### DATASET:

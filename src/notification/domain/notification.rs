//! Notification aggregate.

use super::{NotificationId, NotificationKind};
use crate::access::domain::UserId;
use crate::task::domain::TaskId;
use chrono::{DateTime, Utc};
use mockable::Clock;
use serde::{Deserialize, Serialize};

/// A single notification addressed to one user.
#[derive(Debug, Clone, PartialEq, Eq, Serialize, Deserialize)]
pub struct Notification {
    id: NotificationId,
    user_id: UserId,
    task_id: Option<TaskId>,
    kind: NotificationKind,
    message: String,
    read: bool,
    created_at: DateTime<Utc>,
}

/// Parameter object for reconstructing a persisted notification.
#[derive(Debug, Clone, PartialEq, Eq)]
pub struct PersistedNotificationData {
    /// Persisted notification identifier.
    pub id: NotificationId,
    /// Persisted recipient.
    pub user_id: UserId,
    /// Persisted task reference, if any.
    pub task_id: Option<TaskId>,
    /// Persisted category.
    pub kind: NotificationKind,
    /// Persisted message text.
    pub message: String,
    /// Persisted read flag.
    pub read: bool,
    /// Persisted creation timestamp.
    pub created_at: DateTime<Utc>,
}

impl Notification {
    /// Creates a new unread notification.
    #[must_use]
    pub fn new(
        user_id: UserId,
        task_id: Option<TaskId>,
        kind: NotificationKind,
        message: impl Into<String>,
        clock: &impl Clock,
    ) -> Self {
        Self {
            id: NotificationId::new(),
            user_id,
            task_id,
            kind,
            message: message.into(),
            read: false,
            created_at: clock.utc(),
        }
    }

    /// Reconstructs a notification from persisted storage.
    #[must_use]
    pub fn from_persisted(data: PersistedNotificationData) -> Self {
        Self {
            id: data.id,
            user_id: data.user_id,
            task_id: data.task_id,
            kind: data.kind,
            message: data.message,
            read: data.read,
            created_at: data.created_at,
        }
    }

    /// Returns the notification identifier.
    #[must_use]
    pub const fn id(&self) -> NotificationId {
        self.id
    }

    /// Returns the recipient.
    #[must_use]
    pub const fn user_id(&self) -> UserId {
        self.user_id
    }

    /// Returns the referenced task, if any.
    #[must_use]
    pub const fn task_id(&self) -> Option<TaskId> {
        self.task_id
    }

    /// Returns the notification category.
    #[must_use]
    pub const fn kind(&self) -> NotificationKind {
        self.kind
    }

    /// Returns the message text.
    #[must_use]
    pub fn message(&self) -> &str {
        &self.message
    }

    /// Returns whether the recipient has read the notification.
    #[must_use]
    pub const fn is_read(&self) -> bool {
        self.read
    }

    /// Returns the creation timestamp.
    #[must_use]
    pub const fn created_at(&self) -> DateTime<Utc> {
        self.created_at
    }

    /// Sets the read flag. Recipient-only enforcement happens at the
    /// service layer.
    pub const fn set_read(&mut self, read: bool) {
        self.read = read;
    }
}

### EXERCISE:
Set down, exactly and without anything extra, every line from the one that contains "read the notification." through the final line of the material.

### RESPONSE AREA:
    /// Returns whether the recipient has read the notification.
    #[must_use]
    pub const fn is_read(&self) -> bool {
        self.read
    }

    /// Returns the creation timestamp.
    #[must_use]
    pub const fn created_at(&self) -> DateTime<Utc> {
        self.created_at
    }

    /// Sets the read flag. Recipient-only enforcement happens at the
    /// service layer.
    pub const fn set_read(&mut self, read: bool) {
        self.read = read;
    }
}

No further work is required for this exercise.